How very true! Even if it's very difficult to believe that these goals could be achieved by 2015, it is still true that people are doing something and improving the situation day by day. And we can all do something for it too; simple little things like discussing these things with people or donating a school bag to our friends in Tanzania! I honestly believe they will both make a change in people's attitudes, and make you feel good about yourself too by making this world a little bit better!

Niko Karonen said...

Many of those who die before age of five are sick or don’t have enough food or water. So if we send more money to third world countries they get better healthcare and more food and wells. When I am talking about better healthcare, what means: more vaccinations, better doctors and more hospitals. When we send workers to poor countries they get wells and doctors who can teach the locals some healthcare.

heidi said...

Developing countries needs more clinics and information.Because there yougngirls get chirldren and mothers don`t have enough knowledge about healthcare and they have a lot of wrong information.Maybe courses are good idea.There they could learn important things.Cleanwater is more difficult thing.Sometimes I feel like water is more valuable than gold or money.

hannah kohler said...

I strongly agree with everything said above. When I look at children, I see curiosity and wonder in their eyes. I see them happy to be alive. But, of course those are just the children I see daily, here in the U.S. I have never been to Africa or any other third world country and I have never confronted a child on the verge of death at the age of five. I get the impression that because we are not face to face with these problems every day, we act as if they do not exist, and we act like there is nothing we can do about it. Which, of course is entirely false, because we have the power to do everything about it.

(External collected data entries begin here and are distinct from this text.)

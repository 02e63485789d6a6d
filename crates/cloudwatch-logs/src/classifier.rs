// Copyright 2023-Present Datadog, Inc. https://www.datadoghq.com/
// SPDX-License-Identifier: Apache-2.0

//! Classification of service responses into accepted, repairable and fatal.
//!
//! The service reports errors as a JSON body carrying a discriminator
//! (`__type`) and a human readable `message`. A handful of those errors are
//! expected in normal operation and can be repaired in place:
//!
//! | discriminator                   | repair                                  |
//! |---------------------------------|-----------------------------------------|
//! | `InvalidSequenceTokenException` | adopt the expected token                |
//! | `ResourceNotFoundException`     | recreate the missing stream or group    |
//! | `DataAlreadyAcceptedException`  | none, the batch counts as delivered     |
//!
//! Everything else is fatal for the attempt.

use serde::Deserialize;
use tracing::warn;

use crate::transport::TransportResponse;

const INVALID_SEQUENCE_TOKEN: &str = "InvalidSequenceTokenException";
const RESOURCE_NOT_FOUND: &str = "ResourceNotFoundException";
const DATA_ALREADY_ACCEPTED: &str = "DataAlreadyAcceptedException";
const RESOURCE_ALREADY_EXISTS: &str = "ResourceAlreadyExistsException";

const MISSING_STREAM_MESSAGE: &str = "The specified log stream does not exist.";
const MISSING_GROUP_MESSAGE: &str = "The specified log group does not exist.";

/// Outcome of a `PutLogEvents` response.
#[derive(Debug, Clone, PartialEq, Eq)]
pub enum Classification {
    /// The batch is delivered; carries the token for the next write.
    Accepted(Option<String>),
    /// Repair local state and send the same batch again.
    RetryAfterRepair(RepairAction),
    /// The attempt failed and nothing can be repaired.
    Fatal(FatalReason),
}

#[derive(Debug, Clone, PartialEq, Eq)]
pub enum RepairAction {
    AdoptToken(Option<String>),
    RecreateStream,
    RecreateGroup,
}

#[derive(Debug, Clone, PartialEq, Eq)]
pub enum FatalReason {
    NoResponse,
    Service { status: u16, body: String },
}

/// Outcome of a `CreateLogGroup` or `CreateLogStream` response.
#[derive(Debug, Clone, PartialEq, Eq)]
pub enum CreationOutcome {
    Created,
    AlreadyExists,
    /// The parent group does not exist. Carries the response to surface if
    /// creating the group does not help.
    GroupMissing(FatalReason),
    Failed(FatalReason),
}

// Each spelling gets its own field: serde aliases reject bodies that carry both.
#[derive(Debug, Default, Deserialize)]
struct ErrorBody {
    #[serde(rename = "__type")]
    kind: Option<String>,
    code: Option<String>,
    message: Option<String>,
    #[serde(rename = "Message")]
    message_upper: Option<String>,
    #[serde(rename = "expectedSequenceToken")]
    expected_sequence_token: Option<String>,
}

impl ErrorBody {
    fn parse(response: &TransportResponse) -> Self {
        serde_json::from_slice(&response.body).unwrap_or_default()
    }

    /// Discriminator without the `namespace#` prefix some endpoints add.
    fn discriminator(&self) -> Option<&str> {
        self.kind
            .as_deref()
            .or(self.code.as_deref())
            .map(|kind| kind.rsplit_once('#').map_or(kind, |(_, name)| name))
    }

    fn message(&self) -> Option<&str> {
        self.message.as_deref().or(self.message_upper.as_deref())
    }
}

#[derive(Debug, Default, Deserialize)]
#[serde(rename_all = "camelCase")]
struct PutLogEventsBody {
    next_sequence_token: Option<String>,
    rejected_log_events_info: Option<RejectedLogEventsInfo>,
}

#[derive(Debug, Default, Deserialize)]
#[serde(rename_all = "camelCase")]
struct RejectedLogEventsInfo {
    too_new_log_event_start_index: Option<i64>,
    too_old_log_event_end_index: Option<i64>,
    expired_log_event_end_index: Option<i64>,
}

fn fatal(response: &TransportResponse) -> FatalReason {
    FatalReason::Service {
        status: response.status,
        body: response.body_text(),
    }
}

/// Classifies a `PutLogEvents` response given the token that was sent.
#[must_use]
pub fn classify_put(
    response: Option<&TransportResponse>,
    current_token: Option<&str>,
) -> Classification {
    let Some(response) = response else {
        return Classification::Fatal(FatalReason::NoResponse);
    };

    if response.status == 200 {
        let body: PutLogEventsBody = serde_json::from_slice(&response.body).unwrap_or_default();
        if let Some(rejected) = body.rejected_log_events_info {
            warn!(
                "CLOUDWATCH | Service rejected some log events: too new from index {:?}, too old up to index {:?}, expired up to index {:?}",
                rejected.too_new_log_event_start_index,
                rejected.too_old_log_event_end_index,
                rejected.expired_log_event_end_index
            );
        }
        return Classification::Accepted(body.next_sequence_token);
    }

    let error = ErrorBody::parse(response);
    match error.discriminator() {
        Some(INVALID_SEQUENCE_TOKEN)
            if error.expected_sequence_token.as_deref() != current_token =>
        {
            Classification::RetryAfterRepair(RepairAction::AdoptToken(
                error.expected_sequence_token.clone(),
            ))
        }
        Some(RESOURCE_NOT_FOUND) => match error.message() {
            Some(MISSING_STREAM_MESSAGE) => {
                Classification::RetryAfterRepair(RepairAction::RecreateStream)
            }
            Some(MISSING_GROUP_MESSAGE) => {
                Classification::RetryAfterRepair(RepairAction::RecreateGroup)
            }
            _ => Classification::Fatal(fatal(response)),
        },
        Some(DATA_ALREADY_ACCEPTED) => {
            Classification::Accepted(error.expected_sequence_token.clone())
        }
        _ => Classification::Fatal(fatal(response)),
    }
}

/// Classifies a creation response.
#[must_use]
pub fn classify_creation(response: Option<&TransportResponse>) -> CreationOutcome {
    let Some(response) = response else {
        return CreationOutcome::Failed(FatalReason::NoResponse);
    };
    if response.status == 200 {
        return CreationOutcome::Created;
    }
    match ErrorBody::parse(response).discriminator() {
        Some(RESOURCE_ALREADY_EXISTS) => CreationOutcome::AlreadyExists,
        Some(RESOURCE_NOT_FOUND) => CreationOutcome::GroupMissing(fatal(response)),
        _ => CreationOutcome::Failed(fatal(response)),
    }
}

Children should not be dying every day from lack of food, sanitation, etc. Every child should have the right to live, rich or poor. Every person should have health care, food, water, shelter, clothing..

There are currently many, many projects going on to help send money and food and clothing, but what else can be done? Maybe we just need to do more of it. We should take extra time out of our lives to help the less fortunate. It's only a matter of who is willing to help and how far they are willing to go. It can be done.

-Hannah Kohler, student of Robert Thompson

Annelie Butz said...

Jag tycker ocksa som den foregaende skriften, Man ser ofta exemplar av detta pa tv och man hor i skolan om hur barn i andra delar av varlden barn lider av hunger och sjukdom. Men varfor reagerar inte den "rika" delen av varlden och halper till? Om vi alla gjorde lite, tillsammans kan vi gora en stor skillnad. Vi lever i ett land som har sa stor influence pa resten av varlden, vi maste "parkera" vara egon och koncentrera oss pa "issues" som verkling gor varlden ett battre stalle att leva i.

-Annelie Butz,student of Robert Thompson

medinahaukipudas said...

Vad fint att få läsa svenska här också! Really great to be able to read Swedish here too! Annelie and Hannah are right, we should do even more to help! Unfortunately, it's not us who get to decide about our countries' development aid. It's the leaders of the rich countries who have the power, and, sadly, they don't seem to have the will nor the desire to make poverty history. Maybe in the future, when your generation gets to decide, things will be better!